Sait Dervişoğlu: Tabi dünyayı dolaşınca her zaman güzel şeyleri görmüyorsunuz. Dünyanın her yerinde bir mağduriyet var. Mağduriyetleri de görüyorsunuz. Esareti de görüyorsunuz. Bugün dünyanın bir yerinde bir şekilde kölelik halen devam ediyor. Bir şekilde bu düzen devam ediyor. Bunu ben bir köşe yazımda da yazmıştım insanlık olarak… Mesela Brezilya da sanırım 2008 yılıydı. Bir helikopteri Brezilyalı yerliler ilk kez görüyorlar ve ok atıyorlar. Bir tarafta bu yapılıyor bir taraftan da Elon Musk uzay serüveni adı altında iş insanlarını aya yahut işte uzaya getirip götürüyor.  Dünya da her şey aynı anda yürümüyor. İşte yanı başımızda  bir Ukrayna- Rusya  harbi var. Söyleseler inanmazdık. 2022 yılında dünya savaşla devam ediyor.  Savaşın bir çok mağduru var. Önce  çocuklar mağdur… Bununla da ilgili yazdım çokça.. Sonra kadınlar ve tabi bir çok insanlık bundan nasibini aldı hatta hepimiz nasibimizi aldık. Orda savaş oluyor hepimize yansıyor. Dolayısıyla dünyada gördüğüm bir çok mağduriyetler var. Örnek vereyim size. Madem sordunuz. Bugün Afrika da hala kız çocukları sünnet ediliyor. Bu bir mağduriyet. Yanlış bir inanış. Ama bu mağduriyeti yaşayan bir çok Afrikalı dostlarımız var. Bunları anlatıyorlar. İşte sorun cehalet… Cehalet bugün gelişmiş ülkelerde de var. Dünyanın her yerinde cehaletle savaşıyor insanoğlu. Bende demek ki buna karşı bir savaş açtım ki kendi içimde bu mağduriyetlere karşı sosyal sorumluluk projelerini böyle yürekten götürebiliyorum.
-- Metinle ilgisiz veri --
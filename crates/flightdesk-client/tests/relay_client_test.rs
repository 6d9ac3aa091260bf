//! Integration tests for `RelayClient` against a mock server on a random
//! port. The mock returns canned SSE bodies chosen by the request path.

use flightdesk_client::{collect_run, ClientError, Event, RelayClient, RunIds};
use flightdesk_client::flightdesk_core::flight::SearchParams;
use futures::StreamExt;
use serde_json::json;
use std::net::SocketAddr;
use tokio::sync::oneshot;

mod mock_server {
    use axum::body::Body;
    use axum::http::header::{CACHE_CONTROL, CONTENT_TYPE};
    use axum::http::StatusCode;
    use axum::response::Response;
    use axum::routing::post;
    use axum::{Json, Router};
    use serde_json::Value;
    use std::net::SocketAddr;
    use tokio::net::TcpListener;
    use tokio::sync::oneshot;

    fn sse(frames: &[Value]) -> Response {
        let body: String = frames.iter().map(|f| format!("data: {f}\n\n")).collect();
        Response::builder()
            .status(StatusCode::OK)
            .header(CONTENT_TYPE, "text/event-stream")
            .header(CACHE_CONTROL, "no-cache")
            .body(Body::from(body))
            .expect("response builder should not fail")
    }

    /// Echoes the ids back in a minimal well-formed run.
    async fn flight_search(Json(body): Json<Value>) -> Response {
        let (thread_id, run_id) = (&body["threadId"], &body["runId"]);
        sse(&[
            serde_json::json!({"type": "RUN_STARTED", "threadId": thread_id, "runId": run_id}),
            serde_json::json!({"type": "TEXT_MESSAGE_START", "messageId": "m1", "role": "assistant"}),
            serde_json::json!({"type": "TOOL_CALL_START", "toolCallId": "c1", "toolCallName": "search-flights-enhanced", "parentMessageId": "m1"}),
            serde_json::json!({"type": "TOOL_CALL_ARGS", "toolCallId": "c1", "delta": body["searchParams"].to_string()}),
            serde_json::json!({"type": "TOOL_CALL_END", "toolCallId": "c1"}),
            serde_json::json!({"type": "TEXT_MESSAGE_CONTENT", "messageId": "m1", "delta": "Found flights"}),
            serde_json::json!({"type": "TEXT_MESSAGE_END", "messageId": "m1"}),
            serde_json::json!({"type": "RUN_FINISHED", "threadId": thread_id, "runId": run_id, "result": {"success": true, "toolCallCount": 1}}),
        ])
    }

    /// Ends the run while a message is still open.
    async fn chat(Json(body): Json<Value>) -> Response {
        sse(&[
            serde_json::json!({"type": "RUN_STARTED", "threadId": body["threadId"], "runId": body["runId"]}),
            serde_json::json!({"type": "TEXT_MESSAGE_START", "messageId": "m1", "role": "assistant"}),
            serde_json::json!({"type": "RUN_FINISHED", "threadId": body["threadId"], "runId": body["runId"]}),
        ])
    }

    async fn workflow() -> (StatusCode, Json<Value>) {
        (
            StatusCode::BAD_REQUEST,
            Json(serde_json::json!({"error": "threadId, runId, workflowId, and inputData are required"})),
        )
    }

    pub async fn start() -> (SocketAddr, oneshot::Sender<()>) {
        let app = Router::new()
            .route("/api/agents/flight-search", post(flight_search))
            .route("/api/agents/chat", post(chat))
            .route("/api/agents/workflow", post(workflow));

        let listener = TcpListener::bind("127.0.0.1:0")
            .await
            .expect("failed to bind to address");
        let addr = listener.local_addr().expect("failed to get local address");
        let (shutdown_tx, shutdown_rx) = oneshot::channel::<()>();

        tokio::spawn(async move {
            axum::serve(listener, app)
                .with_graceful_shutdown(async {
                    let _ = shutdown_rx.await;
                })
                .await
                .expect("server error");
        });

        (addr, shutdown_tx)
    }
}

async fn setup_test() -> (RelayClient, oneshot::Sender<()>) {
    let _ = env_logger::try_init();
    let (addr, shutdown_tx): (SocketAddr, _) = mock_server::start().await;
    let client = RelayClient::new(&format!("http://{addr}"))
        .expect("valid url")
        .with_debug(true);
    (client, shutdown_tx)
}

fn params() -> SearchParams {
    serde_json::from_value(json!({"origin": "NYC", "destination": "SFO", "departureDate": "2025-07-20"}))
        .expect("params")
}

#[tokio::test]
async fn flight_search_yields_a_verified_run() {
    let (client, _shutdown) = setup_test().await;
    let ids = RunIds::new("thread-1", "run-1");

    let stream = client.flight_search(&ids, &params(), None).await.expect("run starts");
    let events = collect_run(stream).await.expect("run is well formed");

    assert_eq!(events.len(), 8);
    match (&events[0], events.last()) {
        (Event::RunStarted(start), Some(Event::RunFinished(finish))) => {
            assert_eq!(start.thread_id, "thread-1");
            assert_eq!(finish.run_id, "run-1");
            assert_eq!(finish.result, Some(json!({"success": true, "toolCallCount": 1})));
        }
        other => panic!("unexpected run bounds: {other:?}"),
    }
    match &events[3] {
        Event::ToolCallArgs(args) => assert!(args.delta.contains("\"departureDate\":\"2025-07-20\"")),
        other => panic!("expected tool args, got {other:?}"),
    }
}

#[tokio::test]
async fn protocol_violation_surfaces_as_error() {
    let (client, _shutdown) = setup_test().await;

    let mut stream = client.chat(&RunIds::random(), "hello").await.expect("run starts");
    assert!(matches!(stream.next().await, Some(Ok(Event::RunStarted(_)))));
    assert!(matches!(stream.next().await, Some(Ok(Event::TextMessageStart(_)))));
    match stream.next().await {
        Some(Err(ClientError::Protocol { message })) => {
            assert!(message.contains("text messages are still active"), "{message}");
        }
        other => panic!("expected a protocol error, got {other:?}"),
    }
    assert!(stream.next().await.is_none());
}

#[tokio::test]
async fn rejected_request_returns_status() {
    let (client, _shutdown) = setup_test().await;

    let result = client.workflow(&RunIds::random(), "flight-booking-workflow", &json!({})).await;
    match result {
        Err(ClientError::Status { status, body }) => {
            assert_eq!(status, 400);
            assert!(body.contains("inputData are required"));
        }
        Err(other) => panic!("expected a status error, got {other:?}"),
        Ok(_) => panic!("expected a status error"),
    }
}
– Biraz da yazarlığınızdan ve kitaplarınızdan bahseder misiniz?

Sait Dervişoğlu: Roma Mektuplar ve Bir Anahtar Kalbi Açıyor adlı iki şiir kitabım var. Yeni kitabım ise Derviş’in fikri.

3. kitabım bir fikir kitabı. Köşe yazılarım var. Daha çok benim yazılarım insanlık ile alakalı yazılar. İnsanın içindeki nefse karşı mücadelesini ve insanın bunu fark etmesine yönelik yazılar yazıyorum. Yani içimizde ki en büyük düşman nefsimiz. Bugün çok iyi bir insan bile nefsine bir anda uyup büyük hatalar yapabiliyor. Bunu yenmek lazım. Bende buna yönelik bir çok yazı yazdım. Tabi bunun dışında liyakatla ilgili bir yazım var oda çokca beğenildi. İnsanlık diye alakalı yazım var. Sende mi brütüs diye bir yazım var. Aşık Seyrani de var tabi…
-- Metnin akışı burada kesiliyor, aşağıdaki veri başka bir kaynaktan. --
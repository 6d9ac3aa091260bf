//! Agent abstraction: the LLM-driven component that picks and runs flight
//! tools.
//!
//! [`Agent::generate`] returns the finished answer together with every tool
//! call it made, which the relay then replays as events. Searches and chat
//! both go through it; only the [`ToolChoice`] differs.
//!
//! Two implementations ship with the server:
//!
//! - [`OpenRouterAgent`]: any OpenAI-compatible chat-completions endpoint
//! - [`ScriptedAgent`]: deterministic and offline, used without an API key
//!
//! # Example
//!
//! ```rust,no_run
//! use flightdesk_server::agent::{Agent, AgentContext, GenerateOptions, ScriptedAgent, ToolChoice};
//! use flightdesk_server::tools::ToolRegistry;
//! use flightdesk_core::types::ChatMessage;
//! use std::sync::Arc;
//!
//! # async fn run() -> flightdesk_server::error::AgentResult<()> {
//! let agent = ScriptedAgent::new(Arc::new(ToolRegistry::offline()));
//! let generation = agent
//!     .generate(
//!         &[ChatMessage::user(r#"Find flights {"origin":"NYC","destination":"SFO","departureDate":"2025-07-20"}"#)],
//!         &GenerateOptions::new(ToolChoice::Required),
//!         &AgentContext::empty(),
//!     )
//!     .await?;
//! assert_eq!(generation.tool_calls.len(), 1);
//! # Ok(())
//! # }
//! ```

mod openrouter;
mod scripted;

pub use openrouter::OpenRouterAgent;
pub use scripted::ScriptedAgent;

use crate::error::AgentResult;
use crate::tools::{ToolKind, ToolOutput};
use async_trait::async_trait;
use flightdesk_core::types::{ChatMessage, ToolCallId};
use flightdesk_core::JsonValue;
use std::collections::HashMap;
use std::sync::Arc;
use tokio_util::sync::CancellationToken;

/// System prompt for the flight booking assistant.
pub const INSTRUCTIONS: &str = "You are a flight search assistant with access to multiple flight search tools. When a user asks you to search for flights, you MUST choose and use ONE of the available tools.

IMPORTANT: Always call one of the flight search tools when users provide flight search criteria. Do not provide flight information without using a tool first.

Your available tools:
- search-live-flights: Use real-time flight data from OpenSky Network (FREE)
- search-flights-weather: Include weather data and delay predictions (FREE)
- search-flights-historical: Show historical performance and price trends (FREE)
- search-flights-enhanced: Enhanced mock data with realistic details (FALLBACK)

Choose the most appropriate tool based on the user's needs:
- For real-time flight tracking: use search-live-flights
- For weather-sensitive travel: use search-flights-weather
- For reliability analysis: use search-flights-historical
- For general searches: use search-flights-enhanced

When you receive flight search parameters, immediately call the most appropriate tool with the exact parameters provided.";

/// Per-request context handed to the agent.
///
/// Carries the run's cancellation token, request metadata, and the
/// `tracing` span every log line of the run is recorded under.
///
/// # Cancellation
///
/// Cancellation is cooperative. The relay cancels the context when the SSE
/// client goes away; long operations should race against it:
///
/// ```rust,ignore
/// tokio::select! {
///     _ = ctx.cancelled() => return Err(AgentError::Aborted { reason: "client disconnect".into() }),
///     response = request.send() => response,
/// }
/// ```
///
/// Cloning is cheap and shares the token.
#[derive(Clone)]
pub struct AgentContext {
    cancellation: CancellationToken,
    metadata: Arc<RequestMetadata>,
    span: tracing::Span,
}

impl AgentContext {
    /// Create a context from a cancellation token and metadata.
    #[must_use]
    pub fn new(cancellation: CancellationToken, metadata: RequestMetadata) -> Self {
        let span = tracing::info_span!(
            "run",
            request_id = metadata.request_id.as_deref().unwrap_or("-"),
            trace_id = metadata.trace_id.as_deref().unwrap_or("-"),
        );
        Self {
            cancellation,
            metadata: Arc::new(metadata),
            span,
        }
    }

    /// Create a context with its own cancellation token.
    #[must_use]
    pub fn with_metadata(metadata: RequestMetadata) -> Self {
        Self::new(CancellationToken::new(), metadata)
    }

    /// Context with empty metadata, for tests and background calls.
    #[must_use]
    pub fn empty() -> Self {
        Self::with_metadata(RequestMetadata::default())
    }

    /// Completes when cancellation is requested.
    pub fn cancelled(&self) -> tokio_util::sync::WaitForCancellationFuture<'_> {
        self.cancellation.cancelled()
    }

    /// Request cancellation of the run.
    pub fn cancel(&self) {
        self.cancellation.cancel();
    }

    /// Whether cancellation has been requested.
    #[must_use]
    pub fn is_cancelled(&self) -> bool {
        self.cancellation.is_cancelled()
    }

    /// Request metadata.
    #[must_use]
    pub fn metadata(&self) -> &RequestMetadata {
        &self.metadata
    }

    /// Span the run's logs belong to.
    #[must_use]
    pub fn span(&self) -> &tracing::Span {
        &self.span
    }
}

impl std::fmt::Debug for AgentContext {
    fn fmt(&self, f: &mut std::fmt::Formatter<'_>) -> std::fmt::Result {
        f.debug_struct("AgentContext")
            .field("is_cancelled", &self.is_cancelled())
            .field("metadata", &self.metadata)
            .finish_non_exhaustive()
    }
}

impl Default for AgentContext {
    fn default() -> Self {
        Self::empty()
    }
}

/// Metadata taken from the incoming HTTP request.
#[derive(Debug, Clone, Default)]
pub struct RequestMetadata {
    /// Headers with lowercase names.
    pub headers: HashMap<String, String>,
    /// `x-request-id`, or a generated id.
    pub request_id: Option<String>,
    /// Trace id from `traceparent` or `x-trace-id`.
    pub trace_id: Option<String>,
}

impl RequestMetadata {
    /// Metadata with the given headers; request and trace ids are read from
    /// them when present.
    #[must_use]
    pub fn with_headers(headers: HashMap<String, String>) -> Self {
        let request_id = headers.get("x-request-id").cloned();
        let trace_id = headers
            .get("x-trace-id")
            .cloned()
            .or_else(|| headers.get("traceparent").and_then(|tp| trace_id_from_traceparent(tp)));
        Self {
            headers,
            request_id,
            trace_id,
        }
    }

    /// Set the request id.
    #[must_use]
    pub fn with_request_id(mut self, id: impl Into<String>) -> Self {
        self.request_id = Some(id.into());
        self
    }
}

/// Trace id field of a W3C `traceparent` header.
fn trace_id_from_traceparent(header: &str) -> Option<String> {
    let mut parts = header.trim().split('-');
    let _version = parts.next()?;
    let trace_id = parts.next()?;
    (trace_id.len() == 32 && trace_id.bytes().all(|b| b.is_ascii_hexdigit()))
        .then(|| trace_id.to_ascii_lowercase())
}

/// Whether and how the agent may call tools.
#[derive(Debug, Clone, Copy, PartialEq, Eq, Default)]
pub enum ToolChoice {
    /// The model decides.
    #[default]
    Auto,
    /// At least one tool call is mandatory.
    Required,
    /// Tools are not offered.
    None,
}

impl ToolChoice {
    /// Value of the `tool_choice` request field.
    #[must_use]
    pub const fn as_str(self) -> &'static str {
        match self {
            ToolChoice::Auto => "auto",
            ToolChoice::Required => "required",
            ToolChoice::None => "none",
        }
    }
}

/// Options for one [`Agent::generate`] call.
#[derive(Debug, Clone, Copy, PartialEq, Eq)]
pub struct GenerateOptions {
    /// Tool policy for this call.
    pub tool_choice: ToolChoice,
    /// Maximum model round trips, tool rounds included.
    pub max_steps: usize,
}

impl GenerateOptions {
    /// Options with the given tool choice and the default step limit.
    #[must_use]
    pub fn new(tool_choice: ToolChoice) -> Self {
        Self {
            tool_choice,
            ..Self::default()
        }
    }
}

impl Default for GenerateOptions {
    fn default() -> Self {
        Self {
            tool_choice: ToolChoice::Auto,
            max_steps: 5,
        }
    }
}

/// One executed tool call.
#[derive(Debug, Clone, PartialEq)]
pub struct ToolInvocation {
    /// Call id, as assigned by the model or generated.
    pub id: ToolCallId,
    /// Tool that ran.
    pub kind: ToolKind,
    /// Arguments as sent by the model.
    pub args: JsonValue,
    /// What the tool returned.
    pub output: ToolOutput,
}

/// Result of [`Agent::generate`].
#[derive(Debug, Clone, PartialEq, Default)]
pub struct Generation {
    /// Final assistant text.
    pub text: String,
    /// Tool calls in the order they were made.
    pub tool_calls: Vec<ToolInvocation>,
}

impl Generation {
    /// Whether any tool ran.
    #[must_use]
    pub fn has_tool_calls(&self) -> bool {
        !self.tool_calls.is_empty()
    }
}

/// An LLM-backed assistant that can call the flight tools.
///
/// # Contract
///
/// - With [`ToolChoice::Required`], a successful `generate` returns at least
///   one tool call. Returning none is a protocol violation.
/// - Tool calls are executed by the agent; the relay only replays them.
/// - Implementations should stop promptly once `ctx` is cancelled.
#[async_trait]
pub trait Agent: Send + Sync {
    /// Answer `messages`, running tools as needed.
    ///
    /// # Errors
    ///
    /// Returns [`AgentError`](crate::error::AgentError) when the model call
    /// or a tool fails, or the run is cancelled.
    async fn generate(
        &self,
        messages: &[ChatMessage],
        options: &GenerateOptions,
        ctx: &AgentContext,
    ) -> AgentResult<Generation>;

    /// Health check for the `/health` endpoint.
    async fn health(&self) -> AgentResult<HealthStatus> {
        Ok(HealthStatus::Healthy)
    }

    /// Agent name for logs.
    fn name(&self) -> &'static str {
        "agent"
    }
}

/// Health check status.
#[derive(Debug, Clone, PartialEq, Eq)]
pub enum HealthStatus {
    /// Fully operational.
    Healthy,
    /// Operational with reduced capability.
    Degraded {
        /// Human-readable reason.
        reason: String,
    },
    /// Cannot handle requests.
    Unhealthy {
        /// Human-readable reason.
        reason: String,
    },
}

impl HealthStatus {
    /// Whether requests can be served.
    #[must_use]
    pub fn is_healthy(&self) -> bool {
        matches!(self, Self::Healthy | Self::Degraded { .. })
    }

    /// Create a degraded status.
    pub fn degraded(reason: impl Into<String>) -> Self {
        Self::Degraded {
            reason: reason.into(),
        }
    }

    /// Create an unhealthy status.
    pub fn unhealthy(reason: impl Into<String>) -> Self {
        Self::Unhealthy {
            reason: reason.into(),
        }
    }
}

impl std::fmt::Display for HealthStatus {
    fn fmt(&self, f: &mut std::fmt::Formatter<'_>) -> std::fmt::Result {
        match self {
            Self::Healthy => write!(f, "healthy"),
            Self::Degraded { reason } => write!(f, "degraded: {reason}"),
            Self::Unhealthy { reason } => write!(f, "unhealthy: {reason}"),
        }
    }
}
Aşık Seyrani demişken biraz da size ondan bahsedeyim.

Aşık Seyrani 1800’lü yıllarda yaşamış çok önemli bir Ozanımız. Yani dönemin Mevlanası diyebiliriz.  Bu bilge saraya kadar yükselmiş aşık atışmalarında çokca medrese eğitimi de görmüş. Alevi Bektaş-i dergahından kendisi sünni ama Alevi Bektaş- dergahından da geçmiş orda da çok güzel öğretileri almış bir halk ozanımız. Ve sonunda saray da haksızlıklara gelemeyip taşlamalarıyla öne çıkıp idama mahkum edilip kaçırılmış  ve belli bir süre sürgün edilmiş halk dostu.

Ben Aşık Seyrani’nin torunuyum burada. Biz aslında hepimiz Aşık Seyrani’nin soyundanız. Öyle olunca ona da bir minnet borcumuz var. Her yerde onun kelami ile konuşuyoruz. Köşe yazılarımda, sohbetlerimde hep Aşık Seyrani’nin söylemlerini unutturmamak için gençlere anlatmak için uğraşıyorum.

Roma Mektuplar kitabım da aşka dair bir şiir kitabı…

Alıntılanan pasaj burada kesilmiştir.